It’s been over two years since Marvel’s Black Panther relaunched with the fresh creative team of Ta-Nehesi Coates and Brian Stelfreeze. In that time, McCarther Genius Grant winner Coates and associated creators have crafted Marvel’s most stable and thoughtful All-New All-Different era comic.
Taking inspiration from Jonathan Hickman’s detailed world-building approach (it’s right there in the first issue with a surprising indebtedness to Infinity and New Avengers), Coates and company are diving deep into Wakandan politics and class systems. It’s a tried and true method of expanding a Black Panther ongoing beyond the exploits of T’Challa (see for example the early 70’s Panther’s Rage). In the hands of Coates and Stelfreeze, Black Panther is taking a serious look at political systems and what it means to be a legitimate king.
Sure, it’s absolute strategic lunacy that the Marvel Legacy introduction to Black Panther is part seven of the “Avengers of the New World” storyline. As much as I love creating doors for new readers, though, Coates’ and company’s Black Panther has been an intertwined novel from the start, and to expect the long-form careful crafting to suddenly take a break is irrational.
So here’s the rub: Although Black Panther #166 is a window into the back story of Black Panther’s archnemesis Klaw (and Coates and the creative team get credit for actually making an effort to tie into the vague aims of Legacy), it’s simply irrational to start this deep into such a detailed ongoing narrative.
So yes, I highly recommend you read Black Panther, but I do not recommend starting with Black Panther #166.
On a side note, my absolute favorite thing about Black Panther #166 is the issue references Marvel Unlimited in an editorial note! Corporate synergy! Encouraging readers to check out the actual legacy of these characters through the amazing catalog of the publisher’s history! What a day!
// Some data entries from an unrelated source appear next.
//! Delegation resolution: identity, target, link, user rules, team attribution

use tracing::debug;

use swarm_core::store::{AgentRecord, LinkSettings};
use swarm_core::RunContext;

use super::{DelegateManager, DelegateOptions};
use crate::error::{AgentError, Result};

/// Everything admission needs, resolved from the stores
#[derive(Debug, Clone)]
pub(crate) struct Prepared {
    pub source: AgentRecord,
    pub target: AgentRecord,
    pub user_id: Option<String>,
    pub team_task_id: Option<String>,
    pub link_max: usize,
    pub target_max: usize,
}

/// Configured limit, or `default` when unset or not positive
pub(crate) fn resolve_limit(configured: Option<i64>, default: usize) -> usize {
    match configured {
        Some(n) if n > 0 => n as usize,
        _ => default,
    }
}

/// Deny wins over allow; a non-empty allow-list is exclusive and rejects
/// callers without a user id.
pub(crate) fn check_user(
    settings: &LinkSettings,
    user_id: Option<&str>,
    from: &str,
    to: &str,
) -> Result<()> {
    if let Some(user) = user_id {
        if settings.user_deny.iter().any(|u| u == user) {
            return Err(AgentError::UserDenied {
                user_id: user.to_string(),
                from: from.to_string(),
                to: to.to_string(),
            });
        }
    }

    if !settings.user_allow.is_empty() {
        let allowed = user_id.is_some_and(|user| settings.user_allow.iter().any(|u| u == user));
        if !allowed {
            return Err(AgentError::UserNotAllowed {
                user_id: user_id.unwrap_or("unknown").to_string(),
                from: from.to_string(),
                to: to.to_string(),
            });
        }
    }

    Ok(())
}

impl DelegateManager {
    /// Resolve and authorize a delegation. Capacity is checked later, at
    /// registry insert.
    pub(crate) async fn prepare_delegation(
        &self,
        ctx: &RunContext,
        opts: &DelegateOptions,
    ) -> Result<Prepared> {
        let identity = ctx.agent.as_ref().ok_or(AgentError::NoAgentContext)?;

        let source = match self.agents.get_agent(&identity.id).await? {
            Some(agent) => agent,
            None => self
                .agents
                .get_agent_by_key(&identity.key)
                .await?
                .ok_or_else(|| AgentError::AgentNotFound(identity.key.clone()))?,
        };

        let target_key = opts.target_agent_key.trim();
        let target = self
            .agents
            .get_agent_by_key(target_key)
            .await?
            .ok_or_else(|| AgentError::AgentNotFound(target_key.to_string()))?;

        if source.id == target.id {
            return Err(AgentError::SelfDelegation(source.key.clone()));
        }

        let link = match self.links.get_link(&source.id, &target.id).await? {
            Some(link) => link,
            None => {
                return Err(AgentError::NoLink {
                    from: source.key.clone(),
                    to: target.key.clone(),
                    hint: self.available_targets_hint(&source).await,
                });
            }
        };

        let user_id = ctx.origin.user_id.clone();
        check_user(&link.settings, user_id.as_deref(), &source.key, &target.key)?;

        let team_task_id = opts
            .team_task_id
            .as_deref()
            .map(str::trim)
            .filter(|id| !id.is_empty())
            .map(str::to_string);
        if team_task_id.is_none() {
            if let Some(teams) = &self.teams {
                if let Some(team) = teams.team_for_agent(&source.id).await? {
                    return Err(AgentError::TeamTaskRequired {
                        agent: source.key.clone(),
                        team: team.name,
                    });
                }
            }
        }

        let link_max = resolve_limit(
            Some(link.max_concurrent),
            self.config.default_link_max_concurrent,
        );
        let target_max = resolve_limit(target.max_load, self.config.default_max_load);

        debug!(
            source = %source.key,
            target = %target.key,
            link_max,
            target_max,
            "Delegation resolved"
        );

        Ok(Prepared {
            source,
            target,
            user_id,
            team_task_id,
            link_max,
            target_max,
        })
    }

    /// Lists the keys `source` can delegate to, for the no-link message
    async fn available_targets_hint(&self, source: &AgentRecord) -> String {
        let links = match self.links.links_from(&source.id).await {
            Ok(links) => links,
            Err(e) => {
                debug!(source = %source.key, "Failed to list delegation links: {}", e);
                Vec::new()
            }
        };

        let mut keys = Vec::new();
        for link in links {
            if let Ok(Some(agent)) = self.agents.get_agent(&link.target_agent_id).await {
                keys.push(agent.key);
            }
        }

        if keys.is_empty() {
            "This agent has no delegation targets configured. Handle the task directly.".to_string()
        } else {
            keys.sort();
            format!(
                "Available targets: {}. Pick one of these or handle the task directly.",
                keys.join(", ")
            )
        }
    }
}
//! swarm-agents: Subagent and delegation orchestration
//!
//! サブエージェントの起動・キャンセル、エージェント間の委譲、
//! 品質ゲート、結果のアナウンスを提供します。

pub mod announce;
pub mod delegate;
pub mod error;
pub mod registry;
pub mod subagent;
pub mod task;
pub mod tools;

#[cfg(test)]
mod test_support;

pub use announce::{AnnounceItem, AnnounceQueue, AnnounceRouter, AnnounceTarget};
pub use delegate::{DelegateAck, DelegateManager, DelegateOptions, DelegateResult};
pub use error::{AgentError, Result};
pub use registry::{AbandonGuard, TaskRegistry};
pub use subagent::{SpawnAck, SpawnRequest, SubagentManager, SubagentOutcome};
pub use task::{DelegationTask, SubagentTask, TaskRecord};
pub use tools::{DelegateTool, SpawnTool, SubagentsTool};
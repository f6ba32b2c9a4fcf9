//! Engine boundaries to the external speech-translation service.
//!
//! Recognition and synthesis are black boxes behind traits: the service
//! client, the scripted replay engine, and the mocks are interchangeable
//! from the pipeline's point of view.

pub mod replay;
pub mod synthesizer;
pub mod translator;

pub use replay::{ReplayTranslator, ScriptEvent, parse_script};
pub use synthesizer::{MockSynthesizer, PacedSynthesizer, SpeakCall, Synthesizer};
pub use translator::{EngineConfig, MockTranslator, TranslationEngine};
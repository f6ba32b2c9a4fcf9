//! Scripted replay engine.
//!
//! Stands in for the external speech-translation service: instead of audio it
//! consumes a session script and emits the scripted events over the same
//! boundary a real client would. Used by the demo binary and by integration
//! tests; a service client plugs in behind the same trait.

use std::sync::Arc;
use std::time::Duration;

use async_trait::async_trait;
use serde::{Deserialize, Serialize};
use tokio::sync::{Mutex, Notify, mpsc};
use tokio::task::JoinHandle;

use crate::defaults;
use crate::engine::translator::{EngineConfig, TranslationEngine};
use crate::error::{ParloError, Result};
use crate::session::event::{CancellationReason, RecognitionEvent, Translations};

/// One line of a session script.
///
/// Scripts are JSON lines, one tagged object per line:
///
/// ```text
/// {"type":"partial","text":"こんにちは","translations":{"de":"Hallo"}}
/// {"type":"final","text":"こんにちは世界","translations":{"de":"Hallo Welt"}}
/// {"type":"no_match"}
/// {"type":"canceled","reason":"error","code":"AuthenticationFailure"}
/// {"type":"pause","ms":500}
/// ```
///
/// Blank lines and lines starting with `#` are skipped.
#[derive(Debug, Clone, PartialEq, Serialize, Deserialize)]
#[serde(tag = "type", rename_all = "snake_case")]
pub enum ScriptEvent {
    Partial {
        text: String,
        #[serde(default)]
        translations: Translations,
    },
    Final {
        text: String,
        #[serde(default)]
        translations: Translations,
    },
    NoMatch,
    Canceled {
        reason: CancellationReason,
        #[serde(default)]
        code: Option<String>,
        #[serde(default)]
        details: Option<String>,
    },
    Pause {
        ms: u64,
    },
}

/// Parse a session script, one event per line.
///
/// Errors carry the 1-based line number of the offending line.
pub fn parse_script(source: &str) -> Result<Vec<ScriptEvent>> {
    let mut events = Vec::new();
    for (index, line) in source.lines().enumerate() {
        let line = line.trim();
        if line.is_empty() || line.starts_with('#') {
            continue;
        }
        let event = serde_json::from_str(line).map_err(|e| ParloError::Script {
            line: index + 1,
            message: e.to_string(),
        })?;
        events.push(event);
    }
    Ok(events)
}

/// Translation engine that replays a session script.
///
/// Events are paced: explicit `pause` entries sleep their duration, every
/// other entry is preceded by the default pace. Translations are filtered to
/// the configured target languages, the way a real engine only produces the
/// targets it was configured for. The stream ends when the script is
/// exhausted or stop is requested; a stop cuts the replay wherever it stands,
/// mid-wait or mid-delivery, and the rest of the script is abandoned.
pub struct ReplayTranslator {
    script: Vec<ScriptEvent>,
    config: EngineConfig,
    pace: Duration,
    stop: Arc<Notify>,
    emitter: Arc<Mutex<Option<JoinHandle<()>>>>,
}

impl ReplayTranslator {
    /// Create a replay engine over an already-parsed script.
    pub fn new(script: Vec<ScriptEvent>, config: EngineConfig) -> Self {
        Self {
            script,
            config,
            pace: Duration::from_millis(defaults::REPLAY_PACE_MS),
            stop: Arc::new(Notify::new()),
            emitter: Arc::new(Mutex::new(None)),
        }
    }

    /// Parse `source` and create a replay engine from it.
    pub fn from_script_str(source: &str, config: EngineConfig) -> Result<Self> {
        Ok(Self::new(parse_script(source)?, config))
    }

    /// Override the default pause applied before unpaced entries.
    pub fn with_pace(mut self, pace: Duration) -> Self {
        self.pace = pace;
        self
    }

    /// The configuration this engine was constructed with.
    pub fn config(&self) -> &EngineConfig {
        &self.config
    }
}

/// Convert a script entry to its stream event, keeping only translations for
/// the configured targets. `pause` entries produce no event.
fn to_event(entry: ScriptEvent, targets: &[String]) -> Option<RecognitionEvent> {
    let filter = |translations: Translations| -> Translations {
        translations
            .into_iter()
            .filter(|(language, _)| targets.iter().any(|t| t == language))
            .collect()
    };
    match entry {
        ScriptEvent::Partial { text, translations } => Some(RecognitionEvent::Partial {
            source_text: text,
            translations: filter(translations),
        }),
        ScriptEvent::Final { text, translations } => Some(RecognitionEvent::Final {
            source_text: text,
            translations: filter(translations),
        }),
        ScriptEvent::NoMatch => Some(RecognitionEvent::NoMatch),
        ScriptEvent::Canceled {
            reason,
            code,
            details,
        } => Some(RecognitionEvent::Canceled {
            reason,
            error_code: code,
            error_details: details,
        }),
        ScriptEvent::Pause { .. } => None,
    }
}

#[async_trait]
impl TranslationEngine for ReplayTranslator {
    async fn start_continuous(&self, events: mpsc::Sender<RecognitionEvent>) -> Result<()> {
        let script = self.script.clone();
        let targets = self.config.target_languages.clone();
        let pace = self.pace;
        let stop = Arc::clone(&self.stop);

        let handle = tokio::spawn(async move {
            let mut explicitly_paced = false;
            for entry in script {
                let wait = match &entry {
                    ScriptEvent::Pause { ms } => Duration::from_millis(*ms),
                    _ if explicitly_paced => Duration::ZERO,
                    _ => pace,
                };
                if !wait.is_zero() {
                    tokio::select! {
                        _ = tokio::time::sleep(wait) => {}
                        _ = stop.notified() => return,
                    }
                }
                if matches!(entry, ScriptEvent::Pause { .. }) {
                    explicitly_paced = true;
                    continue;
                }
                explicitly_paced = false;
                if let Some(event) = to_event(entry, &targets) {
                    // stop also interrupts a send blocked on a full channel;
                    // undelivered events are abandoned
                    tokio::select! {
                        result = events.send(event) => {
                            if result.is_err() {
                                return;
                            }
                        }
                        _ = stop.notified() => return,
                    }
                }
            }
            // sender drops here, ending the stream
        });
        *self.emitter.lock().await = Some(handle);
        Ok(())
    }

    async fn stop_continuous(&self) -> Result<()> {
        self.stop.notify_one();
        if let Some(handle) = self.emitter.lock().await.take() {
            handle.await.ok();
        }
        Ok(())
    }

    fn name(&self) -> &str {
        "replay"
    }
}

#[cfg(test)]
mod tests {
    use super::*;

    fn tr(pairs: &[(&str, &str)]) -> Translations {
        pairs
            .iter()
            .map(|(k, v)| (k.to_string(), v.to_string()))
            .collect()
    }

    #[test]
    fn test_parse_script_event_forms() {
        let source = concat!(
            "# demo session\n",
            "{\"type\":\"partial\",\"text\":\"こんにちは\",\"translations\":{\"de\":\"Hallo\"}}\n",
            "\n",
            "{\"type\":\"final\",\"text\":\"こんにちは世界\",\"translations\":{\"de\":\"Hallo Welt\"}}\n",
            "{\"type\":\"no_match\"}\n",
            "{\"type\":\"canceled\",\"reason\":\"error\",\"code\":\"AuthenticationFailure\"}\n",
            "{\"type\":\"pause\",\"ms\":500}\n",
        );

        let script = parse_script(source).unwrap();
        assert_eq!(script.len(), 5);
        assert_eq!(
            script[0],
            ScriptEvent::Partial {
                text: "こんにちは".to_string(),
                translations: tr(&[("de", "Hallo")]),
            }
        );
        assert_eq!(script[2], ScriptEvent::NoMatch);
        assert_eq!(
            script[3],
            ScriptEvent::Canceled {
                reason: CancellationReason::Error,
                code: Some("AuthenticationFailure".to_string()),
                details: None,
            }
        );
        assert_eq!(script[4], ScriptEvent::Pause { ms: 500 });
    }

    #[test]
    fn test_parse_script_reports_line_numbers() {
        let source = "{\"type\":\"no_match\"}\n{\"type\":\"bogus\"}\n";

        let error = parse_script(source).unwrap_err();
        match error {
            ParloError::Script { line, .. } => assert_eq!(line, 2),
            other => panic!("expected Script error, got {:?}", other),
        }
    }

    #[test]
    fn test_script_event_serialization_shape() {
        let event = ScriptEvent::Pause { ms: 250 };
        let json = serde_json::to_string(&event).unwrap();
        assert_eq!(json, "{\"type\":\"pause\",\"ms\":250}");
    }

    #[tokio::test]
    async fn test_replay_emits_script_in_order() {
        let source = concat!(
            "{\"type\":\"partial\",\"text\":\"こん\",\"translations\":{\"de\":\"Hal\"}}\n",
            "{\"type\":\"final\",\"text\":\"こんにちは\",\"translations\":{\"de\":\"Hallo\"}}\n",
        );
        let engine = ReplayTranslator::from_script_str(source, EngineConfig::default())
            .unwrap()
            .with_pace(Duration::ZERO);

        let (tx, mut rx) = mpsc::channel(8);
        engine.start_continuous(tx).await.unwrap();

        assert_eq!(rx.recv().await.unwrap().label(), "partial");
        assert_eq!(rx.recv().await.unwrap().label(), "final");
        assert!(rx.recv().await.is_none(), "stream ends with the script");
    }

    #[tokio::test]
    async fn test_replay_filters_translations_to_targets() {
        let source =
            "{\"type\":\"final\",\"text\":\"hallo\",\"translations\":{\"de\":\"Hallo\",\"fr\":\"Bonjour\"}}\n";
        let config = EngineConfig {
            target_languages: vec!["de".to_string()],
            ..EngineConfig::default()
        };
        let engine = ReplayTranslator::from_script_str(source, config)
            .unwrap()
            .with_pace(Duration::ZERO);

        let (tx, mut rx) = mpsc::channel(8);
        engine.start_continuous(tx).await.unwrap();

        match rx.recv().await.unwrap() {
            RecognitionEvent::Final { translations, .. } => {
                assert_eq!(translations.len(), 1);
                assert!(translations.contains_key("de"));
            }
            other => panic!("expected Final, got {:?}", other),
        }
    }

    #[tokio::test]
    async fn test_pause_entries_delay_the_next_event() {
        let source = "{\"type\":\"pause\",\"ms\":60}\n{\"type\":\"no_match\"}\n";
        let engine = ReplayTranslator::from_script_str(source, EngineConfig::default())
            .unwrap()
            .with_pace(Duration::ZERO);

        let (tx, mut rx) = mpsc::channel(8);
        let before = std::time::Instant::now();
        engine.start_continuous(tx).await.unwrap();

        assert_eq!(rx.recv().await.unwrap(), RecognitionEvent::NoMatch);
        assert!(before.elapsed() >= Duration::from_millis(60));
    }

    #[tokio::test]
    async fn test_stop_cuts_replay_short() {
        let source = concat!(
            "{\"type\":\"no_match\"}\n",
            "{\"type\":\"pause\",\"ms\":5000}\n",
            "{\"type\":\"final\",\"text\":\"nie\",\"translations\":{\"de\":\"nie\"}}\n",
        );
        let engine = ReplayTranslator::from_script_str(source, EngineConfig::default())
            .unwrap()
            .with_pace(Duration::ZERO);

        let (tx, mut rx) = mpsc::channel(8);
        engine.start_continuous(tx).await.unwrap();
        assert_eq!(rx.recv().await.unwrap(), RecognitionEvent::NoMatch);

        // stop lands inside the long pause; the final event never arrives
        engine.stop_continuous().await.unwrap();
        assert!(rx.recv().await.is_none());
    }

    #[tokio::test]
    async fn test_stop_interrupts_a_blocked_send() {
        // more zero-pace events than the channel holds and nobody consuming:
        // the emitter wedges mid-send, and stop must still get its join back
        let source = "{\"type\":\"no_match\"}\n".repeat(32);
        let engine = ReplayTranslator::from_script_str(&source, EngineConfig::default())
            .unwrap()
            .with_pace(Duration::ZERO);

        let (tx, _rx) = mpsc::channel(1);
        engine.start_continuous(tx).await.unwrap();

        tokio::time::timeout(Duration::from_secs(1), engine.stop_continuous())
            .await
            .expect("stop must not wait for the full channel to drain")
            .unwrap();
    }

    #[test]
    fn test_replay_keeps_its_config() {
        let engine = ReplayTranslator::new(Vec::new(), EngineConfig::default());
        assert_eq!(engine.config().source_language, "ja-JP");
        assert_eq!(engine.name(), "replay");
    }
}
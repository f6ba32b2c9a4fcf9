//! Error types for parlo.

use thiserror::Error;

#[derive(Error, Debug)]
pub enum ParloError {
    // Configuration errors
    #[error("Configuration file not found at {path}")]
    ConfigFileNotFound { path: String },

    #[error("Invalid configuration value for {key}: {message}")]
    ConfigInvalidValue { key: String, message: String },

    #[error("Configuration error: {0}")]
    Config(#[from] toml::de::Error),

    #[error("Missing required environment variable {variable}")]
    MissingCredential { variable: String },

    // Session lifecycle errors
    #[error("Recognition session is already running")]
    SessionAlreadyRunning,

    #[error("Recognition session is not running")]
    SessionNotRunning,

    #[error("Session controller has already run; it is not restartable")]
    SessionAlreadyStopped,

    // Engine boundary errors
    #[error("Translation engine error: {message}")]
    Engine { message: String },

    #[error("Speech synthesis failed: {message}")]
    Synthesis { message: String },

    #[error("Synthesis queue is closed")]
    QueueClosed,

    // Session script errors
    #[error("Script error at line {line}: {message}")]
    Script { line: usize, message: String },

    // General I/O errors
    #[error("I/O error: {0}")]
    Io(#[from] std::io::Error),

    // Generic error for cases not covered above
    #[error("{0}")]
    Other(String),
}

// Type alias for convenience
pub type Result<T> = std::result::Result<T, ParloError>;

#[cfg(test)]
mod tests {
    use super::*;
    use std::io;

    #[test]
    fn test_config_file_not_found_display() {
        let error = ParloError::ConfigFileNotFound {
            path: "/path/to/config.toml".to_string(),
        };
        assert_eq!(
            error.to_string(),
            "Configuration file not found at /path/to/config.toml"
        );
    }

    #[test]
    fn test_config_invalid_value_display() {
        let error = ParloError::ConfigInvalidValue {
            key: "synthesis.speak_language".to_string(),
            message: "must be one of the configured targets".to_string(),
        };
        assert_eq!(
            error.to_string(),
            "Invalid configuration value for synthesis.speak_language: must be one of the configured targets"
        );
    }

    #[test]
    fn test_missing_credential_display() {
        let error = ParloError::MissingCredential {
            variable: "PARLO_SPEECH_KEY".to_string(),
        };
        assert_eq!(
            error.to_string(),
            "Missing required environment variable PARLO_SPEECH_KEY"
        );
    }

    #[test]
    fn test_session_lifecycle_display() {
        assert_eq!(
            ParloError::SessionAlreadyRunning.to_string(),
            "Recognition session is already running"
        );
        assert_eq!(
            ParloError::SessionNotRunning.to_string(),
            "Recognition session is not running"
        );
        assert_eq!(
            ParloError::SessionAlreadyStopped.to_string(),
            "Session controller has already run; it is not restartable"
        );
    }

    #[test]
    fn test_engine_display() {
        let error = ParloError::Engine {
            message: "connection refused".to_string(),
        };
        assert_eq!(
            error.to_string(),
            "Translation engine error: connection refused"
        );
    }

    #[test]
    fn test_synthesis_display() {
        let error = ParloError::Synthesis {
            message: "voice not available".to_string(),
        };
        assert_eq!(
            error.to_string(),
            "Speech synthesis failed: voice not available"
        );
    }

    #[test]
    fn test_queue_closed_display() {
        assert_eq!(
            ParloError::QueueClosed.to_string(),
            "Synthesis queue is closed"
        );
    }

    #[test]
    fn test_script_display() {
        let error = ParloError::Script {
            line: 7,
            message: "unknown event type".to_string(),
        };
        assert_eq!(
            error.to_string(),
            "Script error at line 7: unknown event type"
        );
    }

    #[test]
    fn test_other_display() {
        let error = ParloError::Other("unexpected error".to_string());
        assert_eq!(error.to_string(), "unexpected error");
    }

    #[test]
    fn test_from_io_error() {
        let io_error = io::Error::new(io::ErrorKind::NotFound, "file not found");
        let error: ParloError = io_error.into();
        assert!(error.to_string().contains("file not found"));
    }

    #[test]
    fn test_from_toml_error() {
        let toml_str = "invalid = toml = syntax";
        let toml_error = toml::from_str::<toml::Value>(toml_str).unwrap_err();
        let error: ParloError = toml_error.into();
        assert!(error.to_string().contains("Configuration error"));
    }

    #[test]
    fn test_result_type_alias() {
        fn returns_result() -> Result<i32> {
            Ok(42)
        }
        assert_eq!(returns_result().unwrap(), 42);

        fn returns_error() -> Result<i32> {
            Err(ParloError::Other("test error".to_string()))
        }
        assert!(returns_error().is_err());
    }

    #[test]
    fn test_error_source_chain_io() {
        let io_error = io::Error::new(io::ErrorKind::PermissionDenied, "access denied");
        let error: ParloError = io_error.into();

        let error_trait: &dyn std::error::Error = &error;
        assert!(error_trait.source().is_some());
    }

    #[test]
    fn test_error_is_send_and_sync() {
        fn assert_send<T: Send>() {}
        fn assert_sync<T: Sync>() {}

        assert_send::<ParloError>();
        assert_sync::<ParloError>();
    }

    #[test]
    fn test_error_debug_format() {
        let error = ParloError::ConfigFileNotFound {
            path: "/test/path".to_string(),
        };
        let debug_str = format!("{:?}", error);
        assert!(debug_str.contains("ConfigFileNotFound"));
        assert!(debug_str.contains("/test/path"));
    }
}
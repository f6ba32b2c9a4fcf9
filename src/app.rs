//! Live translation session entry point.
//!
//! Orchestrates the complete flow:
//! recognize → translate → dispatch → speak

use std::io::IsTerminal;
use std::path::{Path, PathBuf};
use std::sync::Arc;
use std::time::Duration;

use tokio::io::{AsyncBufReadExt, BufReader};

use crate::config::{Config, Credentials};
use crate::defaults;
use crate::engine::replay::ReplayTranslator;
use crate::engine::synthesizer::{PacedSynthesizer, Synthesizer};
use crate::engine::translator::TranslationEngine;
use crate::error::{ParloError, Result};
use crate::session::controller::SessionController;
use crate::session::recognition::RecognitionSession;
use crate::synthesis::dispatcher::SynthesisDispatcher;
use crate::synthesis::queue::SynthesisQueue;
use crate::synthesis::report::{ConsoleReporter, SynthesisReporter};

/// Run a full translation session: recognize speech, render events, speak
/// final translations one at a time.
///
/// # Arguments
/// * `config` - Base configuration (can be overridden by CLI args)
/// * `source` - Optional source language override from CLI
/// * `target` - Optional target language override from CLI
/// * `voice` - Optional voice override from CLI
/// * `script` - Session script path; with no path the script is read from a
///   piped stdin
/// * `pace` - Default pause between replayed events
/// * `quiet` - Suppress event rendering
/// * `verbosity` - Verbosity level (0=default, 1=state changes, 2=every event)
///
/// # Returns
/// Ok(()) on success or on the friendly missing-credentials exit, an error
/// if startup fails
#[allow(clippy::too_many_arguments)]
pub async fn run_session_command(
    config: Config,
    source: Option<String>,
    target: Option<String>,
    voice: Option<String>,
    script: Option<PathBuf>,
    pace: Duration,
    quiet: bool,
    verbosity: u8,
) -> Result<()> {
    let config = apply_cli_overrides(config, source, target, voice);
    config.validate()?;

    // Credential gate, before anything engine-shaped is built. Leaving with
    // success keeps wrapper scripts from treating an unset shell as a crash.
    let credentials = match Credentials::from_env() {
        Ok(credentials) => credentials,
        Err(ParloError::MissingCredential { variable }) => {
            print_credentials_help(&variable);
            return Ok(());
        }
        Err(e) => return Err(e),
    };
    if verbosity >= 1 && !quiet {
        eprintln!("parlo: speech region {}", credentials.region);
    }

    let stdin_is_terminal = std::io::stdin().is_terminal();
    let script_text = match &script {
        Some(path) => load_script_file(path)?,
        None => {
            if stdin_is_terminal {
                return Err(ParloError::Other(
                    "no session script: pass --script PATH or pipe one on stdin".to_string(),
                ));
            }
            std::io::read_to_string(std::io::stdin())?
        }
    };

    let engine: Arc<dyn TranslationEngine> = Arc::new(
        ReplayTranslator::from_script_str(&script_text, config.engine_config())?.with_pace(pace),
    );
    let session = RecognitionSession::new(engine);

    let reporter: Arc<dyn SynthesisReporter> = Arc::new(ConsoleReporter::new(quiet));
    let synthesizer: Arc<dyn Synthesizer> = Arc::new(PacedSynthesizer::new());
    let queue = SynthesisQueue::spawn(
        synthesizer,
        reporter.clone(),
        config.synthesis.queue_capacity,
    );
    let dispatcher = SynthesisDispatcher::new(
        config.synthesis.speak_language.clone(),
        config.synthesis.voice.clone(),
        queue.sender(),
        reporter,
    );

    let mut controller = SessionController::new(session, dispatcher, queue)
        .with_quiet(quiet)
        .with_verbosity(verbosity);

    // Enter only works when stdin is still a terminal; with a piped script
    // the stream end or Ctrl-C stops the session.
    let use_enter = script.is_some() && stdin_is_terminal;
    if !quiet {
        if use_enter {
            eprintln!("listening... press Enter to stop.");
        } else {
            eprintln!("listening... press Ctrl-C to stop.");
        }
    }

    controller.run(wait_for_stop(use_enter)).await
}

/// Fold the CLI language and voice flags into the configuration.
///
/// A target override replaces the whole target set and moves the spoken
/// language with it, so an overridden config still validates.
fn apply_cli_overrides(
    mut config: Config,
    source: Option<String>,
    target: Option<String>,
    voice: Option<String>,
) -> Config {
    if let Some(s) = source {
        config.translation.source_language = s;
    }
    if let Some(t) = target {
        config.translation.target_languages = vec![t.clone()];
        config.synthesis.speak_language = t;
    }
    if let Some(v) = voice {
        config.synthesis.voice = v;
    }
    config
}

/// Read a session script from disk, naming the path on failure.
fn load_script_file(path: &Path) -> Result<String> {
    std::fs::read_to_string(path).map_err(|e| {
        ParloError::Other(format!(
            "failed to read session script {}: {}",
            path.display(),
            e
        ))
    })
}

/// Resolve when the user asks to stop: Enter on an interactive stdin, or
/// Ctrl-C either way.
async fn wait_for_stop(use_enter: bool) {
    if use_enter {
        let mut line = String::new();
        let mut reader = BufReader::new(tokio::io::stdin());
        tokio::select! {
            _ = reader.read_line(&mut line) => {}
            _ = tokio::signal::ctrl_c() => {}
        }
    } else {
        tokio::signal::ctrl_c().await.ok();
    }
}

/// Explain the required environment and how to set it, without failing.
fn print_credentials_help(missing: &str) {
    eprintln!("parlo: {missing} is not set.");
    eprintln!();
    eprintln!("A live session needs the speech service credentials:");
    eprintln!("  export {}=<your-speech-key>", defaults::SPEECH_KEY_VAR);
    eprintln!(
        "  export {}=<service-region>   # e.g. westeurope",
        defaults::SPEECH_REGION_VAR
    );
    eprintln!();
    eprintln!("Nothing was started. Run `parlo check` to verify the setup.");
}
Seriously, though, I’ve been saying for close to five years now that Marvel is seriously under-promoting their most beloved service, and biggest competitive advantage. I’m still discouraged that an initiative like Legacy – built on the idea of connecting to old comics – didn’t include in-comic promos to encourage MU subscriptions. Nonetheless, telling direct-market or digital readers to turn to Marvel Unlimited for Fantastic Four #53 (and the origins of Klaw) is an awesome sign.